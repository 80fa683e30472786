//! HTTP JSON-RPC client for transaction resolution.

use serde_json::{json, Value};
use std::time::Duration;

const RPC_TIMEOUT_SECS: u64 = 30;

pub struct RpcClient {
    http: reqwest::Client,
    endpoint: String,
}

impl RpcClient {
    pub fn new(endpoint: &str) -> Result<Self, reqwest::Error> {
        let http = reqwest::Client::builder()
            .timeout(Duration::from_secs(RPC_TIMEOUT_SECS))
            .build()?;
        Ok(Self {
            http,
            endpoint: endpoint.to_string(),
        })
    }

    /// Fetch a transaction by signature. The response body is returned
    /// verbatim; the resolver persists it without interpretation.
    pub async fn get_transaction(&self, signature: &str) -> Result<Value, reqwest::Error> {
        let payload = json!({
            "jsonrpc": "2.0",
            "id": 1,
            "method": "getTransaction",
            "params": [
                signature,
                { "encoding": "json", "maxSupportedTransactionVersion": 0 }
            ]
        });

        let response = self
            .http
            .post(&self.endpoint)
            .json(&payload)
            .send()
            .await?
            .error_for_status()?;
        response.json().await
    }
}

# # #

▶ [YOUR INSTRUCTIONS] Looking at the data above, write out exactly the lines that start at the one containing "body is returned" and end at the one containing "let response = self"; include both and nothing beyond.

▶ [SOLUTION FOR THIS PROBLEM]
    /// Fetch a transaction by signature. The response body is returned
    /// verbatim; the resolver persists it without interpretation.
    pub async fn get_transaction(&self, signature: &str) -> Result<Value, reqwest::Error> {
        let payload = json!({
            "jsonrpc": "2.0",
            "id": 1,
            "method": "getTransaction",
            "params": [
                signature,
                { "encoding": "json", "maxSupportedTransactionVersion": 0 }
            ]
        });

        let response = self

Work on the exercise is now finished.